Merely being funded by crowdfunding over another source is not an abuse of process: Stop The Tip Inc v Environment Protection Authority [2017] VCAT 1453 at [18]. Crowdfunding to defend defamation proceedings not inherently an indication of a lack of bona fides; not aggravating factor for damages: Dutton v Bazzi [2021] FCA 1474 at [208]-[209].

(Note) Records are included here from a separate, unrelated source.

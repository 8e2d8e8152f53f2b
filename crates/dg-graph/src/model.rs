//! Serialized graph types.
//!
//! [`DocsGraph`] is the full build artifact; [`RuntimeDocsGraph`] is the
//! projection served to the site at runtime (no search text, no build-only
//! fields). Both serialize with camelCase keys.

use std::collections::BTreeMap;

use chrono::{DateTime, Utc};
use dg_markdown::{SearchSection, TocHeading};
use dg_storage::ImageDimensions;
use serde::{Deserialize, Serialize};

/// One markdown page.
#[derive(Debug, Clone, PartialEq, Serialize, Deserialize)]
#[serde(rename_all = "camelCase")]
pub struct DocNode {
    pub source_path: String,
    pub section_id: String,
    pub section_title: String,
    pub content_slug: String,
    pub slug: String,
    pub route_path: String,
    pub category: String,
    pub title: String,
    pub sidebar_label: String,
    pub sidebar_order: Option<f64>,
    pub description: Option<String>,
    pub headings: Vec<TocHeading>,
    pub search_sections: Vec<SearchSection>,
    pub plain_text: String,
    pub edit_url: String,
    pub llms: bool,
}

/// A section with its ordered pages.
#[derive(Debug, Clone, PartialEq, Eq, Serialize, Deserialize)]
#[serde(rename_all = "camelCase")]
pub struct SectionNode {
    pub id: String,
    pub title: String,
    pub order: i64,
    /// URL prefix below the site root; empty for the root section.
    pub base_path: String,
    pub is_page_anchor: bool,
    pub icon: String,
    /// Route paths in sidebar order.
    pub pages: Vec<String>,
}

/// Complete output of a generation run.
#[derive(Debug, Clone, PartialEq, Serialize, Deserialize)]
#[serde(rename_all = "camelCase")]
pub struct DocsGraph {
    pub generated_at: DateTime<Utc>,
    pub docs: Vec<DocNode>,
    pub sections: Vec<SectionNode>,
    /// Every non-markdown file, sorted.
    pub assets: Vec<String>,
    /// Dimensions of assets that could be probed.
    pub asset_metadata: BTreeMap<String, ImageDimensions>,
}

/// Page fields needed at runtime.
#[derive(Debug, Clone, PartialEq, Eq, Serialize, Deserialize)]
#[serde(rename_all = "camelCase")]
pub struct RuntimeDocNode {
    pub source_path: String,
    pub section_id: String,
    pub section_title: String,
    pub content_slug: String,
    pub slug: String,
    pub route_path: String,
    pub category: String,
    pub title: String,
    pub sidebar_label: String,
    pub headings: Vec<TocHeading>,
    pub edit_url: String,
}

#[derive(Debug, Clone, PartialEq, Eq, Serialize, Deserialize)]
#[serde(rename_all = "camelCase")]
pub struct RuntimeDocsGraph {
    pub generated_at: DateTime<Utc>,
    pub docs: Vec<RuntimeDocNode>,
    pub sections: Vec<SectionNode>,
}

impl From<&DocNode> for RuntimeDocNode {
    fn from(doc: &DocNode) -> Self {
        Self {
            source_path: doc.source_path.clone(),
            section_id: doc.section_id.clone(),
            section_title: doc.section_title.clone(),
            content_slug: doc.content_slug.clone(),
            slug: doc.slug.clone(),
            route_path: doc.route_path.clone(),
            category: doc.category.clone(),
            title: doc.title.clone(),
            sidebar_label: doc.sidebar_label.clone(),
            headings: doc.headings.clone(),
            edit_url: doc.edit_url.clone(),
        }
    }
}

impl DocsGraph {
    /// Project the graph down to its runtime form.
    #[must_use]
    pub fn to_runtime(&self) -> RuntimeDocsGraph {
        RuntimeDocsGraph {
            generated_at: self.generated_at,
            docs: self.docs.iter().map(RuntimeDocNode::from).collect(),
            sections: self.sections.clone(),
        }
    }
}
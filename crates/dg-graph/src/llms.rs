//! Plain-text export of the whole site for language models (`llms.txt`).

use std::collections::HashMap;

use dg_storage::Storage;

use crate::error::GraphError;
use crate::frontmatter::split_frontmatter;
use crate::model::{DocNode, DocsGraph};

/// Render the `llms.txt` document.
///
/// Pages appear in navigation order under their section heading. Pages with
/// `llms: false` or an empty body are skipped, and so are sections left
/// without pages.
///
/// # Errors
///
/// Fails if a section lists an unknown route or a source cannot be read.
pub fn build_llms_document(
    graph: &DocsGraph,
    title: &str,
    description: &str,
    storage: &dyn Storage,
) -> Result<String, GraphError> {
    let by_route: HashMap<&str, &DocNode> = graph
        .docs
        .iter()
        .map(|doc| (doc.route_path.as_str(), doc))
        .collect();

    let mut parts: Vec<String> = vec![
        format!("# {title}"),
        String::new(),
        description.to_owned(),
        String::new(),
    ];

    for section in &graph.sections {
        let mut section_parts = Vec::new();

        for route_path in &section.pages {
            let doc = by_route.get(route_path.as_str()).ok_or_else(|| {
                GraphError::config(format!(
                    "Missing docs graph node for route '{route_path}'"
                ))
            })?;
            if !doc.llms {
                continue;
            }

            let raw = storage.read(&doc.source_path)?;
            let (_, body) = split_frontmatter(&raw);
            let content = body.trim();
            if content.is_empty() {
                continue;
            }

            section_parts.push(format!("### {}", doc.title));
            section_parts.push(format!("Source: {}", doc.route_path));
            section_parts.push(String::new());
            section_parts.push(content.to_owned());
            section_parts.push(String::new());
        }

        if section_parts.is_empty() {
            continue;
        }
        parts.push("---".to_owned());
        parts.push(format!("## {}", section.title));
        parts.push(String::new());
        parts.append(&mut section_parts);
    }

    let mut document = parts.join("\n").trim_end().to_owned();
    document.push('\n');
    Ok(document)
}
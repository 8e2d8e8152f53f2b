//! Configuration management for docsgraph.
//!
//! Parses `docsgraph.toml` with serde and provides auto-discovery of the
//! config file in parent directories. CLI settings are applied during load
//! via [`CliSettings`].
//!
//! ## Environment Variable Expansion
//!
//! - `${VAR}` - expands to the value of VAR, errors if unset
//! - `${VAR:-default}` - expands to VAR if set, otherwise uses default
//!
//! Expanded fields:
//! - `site.url`
//! - `docs.edit_base_url`
//! - `server.host`
//!
//! ## Example
//!
//! ```toml
//! [site]
//! name = "Documentation"
//! org = "Acme"
//! url = "${SITE_URL:-https://docs.acme.dev}"
//!
//! [docs]
//! source_dir = "docs"
//! edit_base_url = "https://github.com/acme"
//!
//! [[sections]]
//! id = "_root"
//! label = "General"
//! icon = "home"
//! repo = { name = "acme-docs", branch = "main", docs_path = "docs" }
//! ```

mod expand;

use std::collections::{BTreeMap, HashSet};
use std::path::{Path, PathBuf};

use serde::{Deserialize, Serialize};

/// Configuration filename to search for.
const CONFIG_FILENAME: &str = "docsgraph.toml";

/// Id of the section that owns top-level pages.
const ROOT_SECTION_ID: &str = "_root";

/// CLI settings that override configuration file values.
///
/// Only non-None values override the loaded config.
#[derive(Debug, Default)]
pub struct CliSettings {
    pub host: Option<String>,
    pub port: Option<u16>,
    pub source_dir: Option<PathBuf>,
    pub output_dir: Option<PathBuf>,
    pub site_url: Option<String>,
}

/// Application configuration.
#[derive(Debug, Deserialize)]
#[serde(default)]
pub struct Config {
    pub site: SiteConfig,
    /// Paths are relative strings until resolved.
    docs: DocsConfigRaw,
    pub sections: Vec<SectionConfig>,
    pub search: SearchConfig,
    pub server: ServerConfig,

    /// Resolved docs configuration (set after loading).
    #[serde(skip)]
    pub docs_resolved: DocsConfig,
    /// Path to the config file (set after loading).
    #[serde(skip)]
    pub config_path: Option<PathBuf>,
}

impl Default for Config {
    fn default() -> Self {
        Self::default_with_base(Path::new("."))
    }
}

/// Site metadata shown in page chrome.
#[derive(Debug, Clone, Deserialize)]
#[serde(default)]
pub struct SiteConfig {
    pub name: String,
    pub org: String,
    /// Defaults to `"{org} {name}"`.
    pub title: Option<String>,
    pub description: String,
    /// Public base URL; normalized to origin plus path without trailing slash.
    pub url: String,
    pub logo_asset_path: String,
    pub theme_color: String,
    pub header_buttons: Vec<HeaderButton>,
}

impl Default for SiteConfig {
    fn default() -> Self {
        Self {
            name: "Documentation".to_owned(),
            org: String::new(),
            title: None,
            description: String::new(),
            url: "http://localhost".to_owned(),
            logo_asset_path: "/logo.svg".to_owned(),
            theme_color: "#1a191f".to_owned(),
            header_buttons: Vec::new(),
        }
    }
}

impl SiteConfig {
    /// Title of the site, falling back to org and name.
    #[must_use]
    pub fn title(&self) -> String {
        match &self.title {
            Some(title) => title.clone(),
            None => format!("{} {}", self.org, self.name).trim().to_owned(),
        }
    }
}

#[derive(Debug, Clone, PartialEq, Eq, Serialize, Deserialize)]
pub struct HeaderButton {
    pub href: String,
    pub label: String,
    pub icon: String,
}

/// Raw docs configuration as parsed from TOML (paths as strings).
#[derive(Debug, Deserialize, Default)]
#[serde(default)]
struct DocsConfigRaw {
    source_dir: Option<String>,
    output_dir: Option<String>,
    assets_public_path: Option<String>,
    edit_base_url: Option<String>,
}

/// Resolved docs configuration with absolute paths.
#[derive(Debug, Default)]
pub struct DocsConfig {
    /// Markdown sources.
    pub source_dir: PathBuf,
    /// Where generated artifacts are written.
    pub output_dir: PathBuf,
    /// URL prefix under which docs assets are served.
    pub assets_public_path: String,
    /// Base URL for "edit this page" links (e.g., `https://github.com/org`).
    pub edit_base_url: String,
}

/// One `[[sections]]` entry.
#[derive(Debug, Clone, PartialEq, Eq, Deserialize)]
pub struct SectionConfig {
    pub id: String,
    pub label: String,
    #[serde(default)]
    pub order: i64,
    #[serde(default)]
    pub icon: String,
    pub repo: RepoConfig,
}

#[derive(Debug, Clone, PartialEq, Eq, Deserialize)]
pub struct RepoConfig {
    pub name: String,
    #[serde(default = "default_branch")]
    pub branch: String,
    #[serde(default = "default_docs_path")]
    pub docs_path: String,
}

fn default_branch() -> String {
    "main".to_owned()
}

fn default_docs_path() -> String {
    "docs".to_owned()
}

/// Search index settings.
#[derive(Debug, Clone, Deserialize)]
#[serde(default)]
pub struct SearchConfig {
    pub fuzzy: f64,
    pub prefix: bool,
    /// `"AND"` or `"OR"`.
    pub combine_with: String,
    pub max_index_text_length: usize,
}

impl Default for SearchConfig {
    fn default() -> Self {
        Self {
            fuzzy: 0.15,
            prefix: true,
            combine_with: "AND".to_owned(),
            max_index_text_length: 600,
        }
    }
}

/// Server configuration.
#[derive(Debug, Deserialize)]
#[serde(default)]
pub struct ServerConfig {
    pub host: String,
    pub port: u16,
}

impl Default for ServerConfig {
    fn default() -> Self {
        Self {
            host: "127.0.0.1".to_owned(),
            port: 7979,
        }
    }
}

/// Public site settings written to `site-public.json`.
#[derive(Debug, Clone, PartialEq, Eq, Serialize)]
#[serde(rename_all = "camelCase")]
pub struct SitePublicConfig {
    pub site: SitePublic,
    pub sections: BTreeMap<String, SectionIcon>,
    pub site_url: String,
}

#[derive(Debug, Clone, PartialEq, Eq, Serialize)]
#[serde(rename_all = "camelCase")]
pub struct SitePublic {
    pub name: String,
    pub org: String,
    pub title: String,
    pub description: String,
    pub logo_asset_path: String,
    pub header_buttons: Vec<HeaderButton>,
    pub theme_color: String,
}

Campaign drafting should not come across as improperly pressuring an opposing party regarding their litigation, by making wilful representations, refusing to address legitimate concerns of opposing litigants, providing legal correspondence to media and prompting harassment: Registered Clubs Association of New South Wales v Stolz (No 2) [2021] FCA 1418. Based on a threatened contempt of court, an injunction was granted based on a finding that the defendant had actively sought to encourage media condemnation of the plaintiff, including by providing correspondence from the plaintiff’s lawyers to the media without giving the lawyers a chance to respond in protest.

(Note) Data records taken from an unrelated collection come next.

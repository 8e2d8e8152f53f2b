//! Navigation API endpoint.
//!
//! Returns the sidebar sections without source paths.

use std::sync::Arc;

use axum::Json;
use axum::extract::State;
use dg_graph::ClientDocsSection;
use serde::Serialize;

use crate::state::AppState;

/// Response for GET /api/navigation.
#[derive(Serialize)]
pub(crate) struct NavigationResponse {
    sections: Vec<ClientDocsSection>,
}

/// Handle GET /api/navigation.
pub(crate) async fn get_navigation(State(state): State<Arc<AppState>>) -> Json<NavigationResponse> {
    Json(NavigationResponse {
        sections: state.navigation.client_sections(),
    })
}
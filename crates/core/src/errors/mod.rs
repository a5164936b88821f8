pub mod core;

pub use self::core::{ContainerError, Result};
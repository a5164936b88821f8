use crate::container::autowiring::{
    select_constructor, Arguments, Constructor, ConstructorSpec, Implements, Injectable,
    Parameter,
};
use crate::container::descriptor::TypeDescriptor;
use crate::container::instance::ServiceHandle;
use crate::container::registry::Registry;
use crate::container::scope::Lifetime;
use crate::container::tokens::Token;
use crate::errors::{ContainerError, Result};

/// Validated mapping from a dependency type to an implementation
#[derive(Debug, Clone)]
pub struct Binding {
    dependency: TypeDescriptor,
    implementation: TypeDescriptor,
    lifetime: Lifetime,
    name: Option<Token>,
    constructor: Constructor,
    type_argument: Option<TypeDescriptor>,
    ordinal: usize,
}

impl Binding {
    pub fn dependency(&self) -> &TypeDescriptor {
        &self.dependency
    }

    pub fn implementation(&self) -> &TypeDescriptor {
        &self.implementation
    }

    pub fn lifetime(&self) -> Lifetime {
        self.lifetime
    }

    pub fn name(&self) -> Option<&Token> {
        self.name.as_ref()
    }

    /// The constructor chosen for the implementation
    pub fn constructor(&self) -> &Constructor {
        &self.constructor
    }

    /// Argument this binding was specialized with, if it came from an open binding
    pub fn type_argument(&self) -> Option<&TypeDescriptor> {
        self.type_argument.as_ref()
    }

    /// Position of the binding in global registration order
    pub fn ordinal(&self) -> usize {
        self.ordinal
    }

    /// Whether the binding is declared over an unbound generic definition
    pub fn is_open(&self) -> bool {
        self.dependency.is_open()
    }

    /// Check the binding's name against a requested one
    pub fn matches_name(&self, name: Option<&Token>) -> bool {
        match name {
            Some(requested) => self.name.as_ref() == Some(requested),
            None => true,
        }
    }

    /// Close an open binding over `argument`
    pub(crate) fn specialize(&self, argument: &TypeDescriptor) -> Binding {
        Binding {
            dependency: self.dependency.substitute(argument),
            implementation: self.implementation.substitute(argument),
            lifetime: self.lifetime,
            name: self.name.clone(),
            constructor: self.constructor.specialize(argument),
            type_argument: Some(argument.clone()),
            ordinal: self.ordinal,
        }
    }
}

/// Fluent description of a binding, checked when it is registered
#[derive(Debug, Clone)]
pub struct BindingBuilder {
    dependency: TypeDescriptor,
    implementation: TypeDescriptor,
    lifetime: Lifetime,
    name: Option<Token>,
    constructors: Vec<Constructor>,
}

impl BindingBuilder {
    /// Untyped binding; constructors are added with [`with_constructor`](Self::with_constructor)
    pub fn new(dependency: TypeDescriptor, implementation: TypeDescriptor) -> Self {
        Self {
            dependency,
            implementation,
            lifetime: Lifetime::default(),
            name: None,
            constructors: Vec::new(),
        }
    }

    /// Binding of `I` to the injectable `T`
    pub fn typed<I, T>() -> Self
    where
        I: ?Sized + Send + Sync + 'static,
        T: Injectable + Implements<I>,
    {
        let constructors = T::constructors()
            .into_iter()
            .map(ConstructorSpec::erase::<I>)
            .collect();
        Self {
            constructors,
            ..Self::new(TypeDescriptor::of::<I>(), TypeDescriptor::of::<T>())
        }
    }

    pub fn with_lifetime(mut self, lifetime: Lifetime) -> Self {
        self.lifetime = lifetime;
        self
    }

    /// Shortcut for `with_lifetime(Lifetime::Singleton)`
    pub fn singleton(self) -> Self {
        self.with_lifetime(Lifetime::Singleton)
    }

    /// Set the implementation name
    pub fn named(mut self, name: impl Into<Token>) -> Self {
        self.name = Some(name.into());
        self
    }

    pub fn with_constructor(mut self, constructor: Constructor) -> Self {
        self.constructors.push(constructor);
        self
    }

    /// Add an untyped constructor from its parameters and factory
    pub fn with_factory<F>(self, parameters: Vec<Parameter>, factory: F) -> Self
    where
        F: Fn(Arguments) -> Result<ServiceHandle> + Send + Sync + 'static,
    {
        self.with_constructor(Constructor::new(parameters, factory))
    }

    pub fn dependency(&self) -> &TypeDescriptor {
        &self.dependency
    }

    pub fn implementation(&self) -> &TypeDescriptor {
        &self.implementation
    }

    fn invalid(&self, reason: impl Into<String>) -> ContainerError {
        ContainerError::InvalidBinding {
            dependency: self.dependency.clone(),
            implementation: self.implementation.clone(),
            reason: reason.into(),
        }
    }

    /// Check the shape of the binding on its own
    fn check_shape(&self) -> Result<()> {
        let open = self.dependency.is_open();
        if open != self.implementation.is_open() {
            return Err(self.invalid(if open {
                "an open generic dependency needs an open generic implementation"
            } else {
                "an open generic implementation can only be bound to an open generic dependency"
            }));
        }
        if self.dependency.contains_parameter() || self.implementation.contains_parameter() {
            return Err(self.invalid("the type parameter cannot be bound directly"));
        }
        if self.constructors.is_empty() {
            return Err(ContainerError::NoSuitableConstructor {
                implementation: self.implementation.clone(),
            });
        }
        if !open {
            let parameterized = self
                .constructors
                .iter()
                .flat_map(Constructor::parameters)
                .find(|parameter| parameter.ty().contains_parameter());
            if let Some(parameter) = parameterized {
                return Err(self.invalid(format!(
                    "constructor parameter {} refers to the type parameter of a closed binding",
                    parameter.ty()
                )));
            }
        }
        Ok(())
    }

    /// Check the binding against what is already registered for its dependency
    fn check_conflicts(&self, existing: &[Binding]) -> Result<()> {
        for binding in existing {
            if binding.implementation() == &self.implementation {
                return Err(ContainerError::ImplementationAlreadyRegistered {
                    dependency: self.dependency.clone(),
                    implementation: self.implementation.clone(),
                });
            }
            if let (Some(name), Some(other)) = (&self.name, binding.name()) {
                if name == other {
                    return Err(ContainerError::NameAlreadyRegistered {
                        dependency: self.dependency.clone(),
                        name: name.clone(),
                    });
                }
            }
        }
        Ok(())
    }

    fn build(self, ordinal: usize) -> Result<Binding> {
        let constructor = select_constructor(&self.constructors)
            .cloned()
            .ok_or_else(|| ContainerError::NoSuitableConstructor {
                implementation: self.implementation.clone(),
            })?;
        Ok(Binding {
            dependency: self.dependency,
            implementation: self.implementation,
            lifetime: self.lifetime,
            name: self.name,
            constructor,
            type_argument: None,
            ordinal,
        })
    }
}

/// Registration API producing a [`Registry`]
///
/// ```rust
/// use injector::container::{ConstructorSpec, DependenciesConfiguration, Injectable, Lifetime};
/// use injector::implements;
///
/// trait Clock: Send + Sync {}
///
/// struct SystemClock;
/// impl Clock for SystemClock {}
/// impl Injectable for SystemClock {
///     fn constructors() -> Vec<ConstructorSpec<Self>> {
///         vec![ConstructorSpec::nullary(|| SystemClock)]
///     }
/// }
/// implements!(SystemClock => dyn Clock);
///
/// let mut configuration = DependenciesConfiguration::new();
/// configuration
///     .register_with_lifetime::<dyn Clock, SystemClock>(Lifetime::Singleton)
///     .unwrap();
/// assert_eq!(configuration.registry().binding_count(), 1);
/// ```
#[derive(Debug, Default)]
pub struct DependenciesConfiguration {
    registry: Registry,
    next_ordinal: usize,
}

impl DependenciesConfiguration {
    pub fn new() -> Self {
        Self::default()
    }

    /// Bind `I` to `T` with a transient lifetime
    pub fn register<I, T>(&mut self) -> Result<&mut Self>
    where
        I: ?Sized + Send + Sync + 'static,
        T: Injectable + Implements<I>,
    {
        self.register_binding(BindingBuilder::typed::<I, T>())
    }

    pub fn register_with_lifetime<I, T>(&mut self, lifetime: Lifetime) -> Result<&mut Self>
    where
        I: ?Sized + Send + Sync + 'static,
        T: Injectable + Implements<I>,
    {
        self.register_binding(BindingBuilder::typed::<I, T>().with_lifetime(lifetime))
    }

    pub fn register_named<I, T>(&mut self, name: impl Into<Token>) -> Result<&mut Self>
    where
        I: ?Sized + Send + Sync + 'static,
        T: Injectable + Implements<I>,
    {
        self.register_binding(BindingBuilder::typed::<I, T>().named(name))
    }

    pub fn register_named_with_lifetime<I, T>(
        &mut self,
        lifetime: Lifetime,
        name: impl Into<Token>,
    ) -> Result<&mut Self>
    where
        I: ?Sized + Send + Sync + 'static,
        T: Injectable + Implements<I>,
    {
        self.register_binding(
            BindingBuilder::typed::<I, T>()
                .with_lifetime(lifetime)
                .named(name),
        )
    }

    /// Validate and append a binding.
    ///
    /// On error the configuration is left unchanged.
    pub fn register_binding(&mut self, builder: BindingBuilder) -> Result<&mut Self> {
        builder.check_shape()?;
        builder.check_conflicts(self.registry.bindings_for(builder.dependency()))?;

        let binding = builder.build(self.next_ordinal)?;
        tracing::debug!(
            dependency = %binding.dependency(),
            implementation = %binding.implementation(),
            lifetime = %binding.lifetime(),
            name = ?binding.name(),
            "Registered binding"
        );
        self.registry.insert(binding);
        self.next_ordinal += 1;
        Ok(self)
    }

    /// Bindings registered so far
    pub fn registry(&self) -> &Registry {
        &self.registry
    }

    pub fn into_registry(self) -> Registry {
        self.registry
    }
}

Leave has been denied to a self-represented litigant to file a complaint in discrimination because his campaign of harassment, including a crowdfunding campaign, was found to be a collateral purpose: Burns v Folau [2020] NSWCATAD 287. A crowdfunding campaign should not be used to visit reprisals on a successful party or impair public confidence in a court: Tate v Duncan-Strelec [2019] NSWSC 1383. No single crowdfunding page has been the subject of these decisions; the impugned campaigns included a crowdfunding page but involved other publications and disparagement.

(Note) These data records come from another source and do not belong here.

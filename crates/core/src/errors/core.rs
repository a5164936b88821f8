use crate::container::descriptor::TypeDescriptor;
use crate::container::tokens::Token;
use thiserror::Error;

/// Error type for registration and resolution
#[derive(Debug, Error)]
pub enum ContainerError {
    #[error("Dependency of type {dependency} is not registered")]
    DependencyNotRegistered { dependency: TypeDescriptor },

    #[error("Dependency of type {dependency} with name {name} is not registered")]
    NamedDependencyNotRegistered {
        dependency: TypeDescriptor,
        name: Token,
    },

    #[error("Implementation {implementation} is already registered for {dependency}")]
    ImplementationAlreadyRegistered {
        dependency: TypeDescriptor,
        implementation: TypeDescriptor,
    },

    #[error("Name {name} is already registered for {dependency}")]
    NameAlreadyRegistered {
        dependency: TypeDescriptor,
        name: Token,
    },

    #[error("No suitable constructor found for type {implementation}")]
    NoSuitableConstructor { implementation: TypeDescriptor },

    #[error("Invalid binding {dependency} -> {implementation}: {reason}")]
    InvalidBinding {
        dependency: TypeDescriptor,
        implementation: TypeDescriptor,
        reason: String,
    },

    #[error("Invalid lifetime: {lifetime}")]
    InvalidLifetime { lifetime: String },

    #[error("Circular dependency detected: {path}")]
    CircularDependency { path: String },

    #[error("Resolution depth of {depth} exceeded: {path}")]
    ResolutionDepthExceeded { depth: usize, path: String },

    #[error("Type mismatch: expected {expected}, found {actual}")]
    TypeMismatch { expected: String, actual: String },

    #[error("Constructor of {implementation} requested more arguments than it declared")]
    ArgumentsExhausted { implementation: TypeDescriptor },

    #[error("Activation of {implementation} failed: {source}")]
    Activation {
        implementation: String,
        source: Box<dyn std::error::Error + Send + Sync>,
    },

    #[error("Lock error on resource: {resource}")]
    LockError { resource: String },
}

impl ContainerError {
    /// Create the "not registered" error for a dependency and optional name
    pub fn not_registered(dependency: TypeDescriptor, name: Option<Token>) -> Self {
        match name {
            Some(name) => Self::NamedDependencyNotRegistered { dependency, name },
            None => Self::DependencyNotRegistered { dependency },
        }
    }

    /// Wrap a failure raised while building an implementation
    pub fn activation(
        implementation: impl Into<String>,
        source: impl Into<Box<dyn std::error::Error + Send + Sync>>,
    ) -> Self {
        Self::Activation {
            implementation: implementation.into(),
            source: source.into(),
        }
    }

    /// Create a lock error for a named resource
    pub fn lock_error(resource: impl Into<String>) -> Self {
        Self::LockError {
            resource: resource.into(),
        }
    }

    /// Check if the error reports a missing dependency
    pub fn is_not_registered(&self) -> bool {
        matches!(
            self,
            Self::DependencyNotRegistered { .. } | Self::NamedDependencyNotRegistered { .. }
        )
    }

    /// Check if the error was raised by binding validation
    pub fn is_configuration(&self) -> bool {
        matches!(
            self,
            Self::ImplementationAlreadyRegistered { .. }
                | Self::NameAlreadyRegistered { .. }
                | Self::NoSuitableConstructor { .. }
                | Self::InvalidBinding { .. }
        )
    }

    /// The dependency a "not registered" error refers to
    pub fn dependency(&self) -> Option<&TypeDescriptor> {
        match self {
            Self::DependencyNotRegistered { dependency, .. }
            | Self::NamedDependencyNotRegistered { dependency, .. } => Some(dependency),
            _ => None,
        }
    }

    /// The requested name a "not registered" error refers to
    pub fn requested_name(&self) -> Option<&Token> {
        match self {
            Self::NamedDependencyNotRegistered { name, .. } => Some(name),
            _ => None,
        }
    }
}

pub type Result<T> = std::result::Result<T, ContainerError>;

The defendant was found guilty of contempt for publishing information for the purposes of reprisal for losing litigation and of impairing public confidence in a court. The crowdfunding campaign was an integral part of the conduct in seeking reprisal, although it alone would not have been sufficient to prove one of the charges of contempt: Tate v Duncan-Strelec [2019] NSWSC 1383.
Crowdfunding and Security for Costs
Security for costs applications include public interest as a factor. Six factors are set out in McMillan v Coolah Home Base Pty Ltd [2023] NSWCA 172, including considerations about the significant work that would be required of the respondents. Crowdfunding is a relevant consideration for where the respondent to the security for costs application/applicant for leave to appeal can pay costs from, but the more important factor is the prospects of success of appeal: Bruder Expedition Pty Ltd v Leigh [2020] QCA 238.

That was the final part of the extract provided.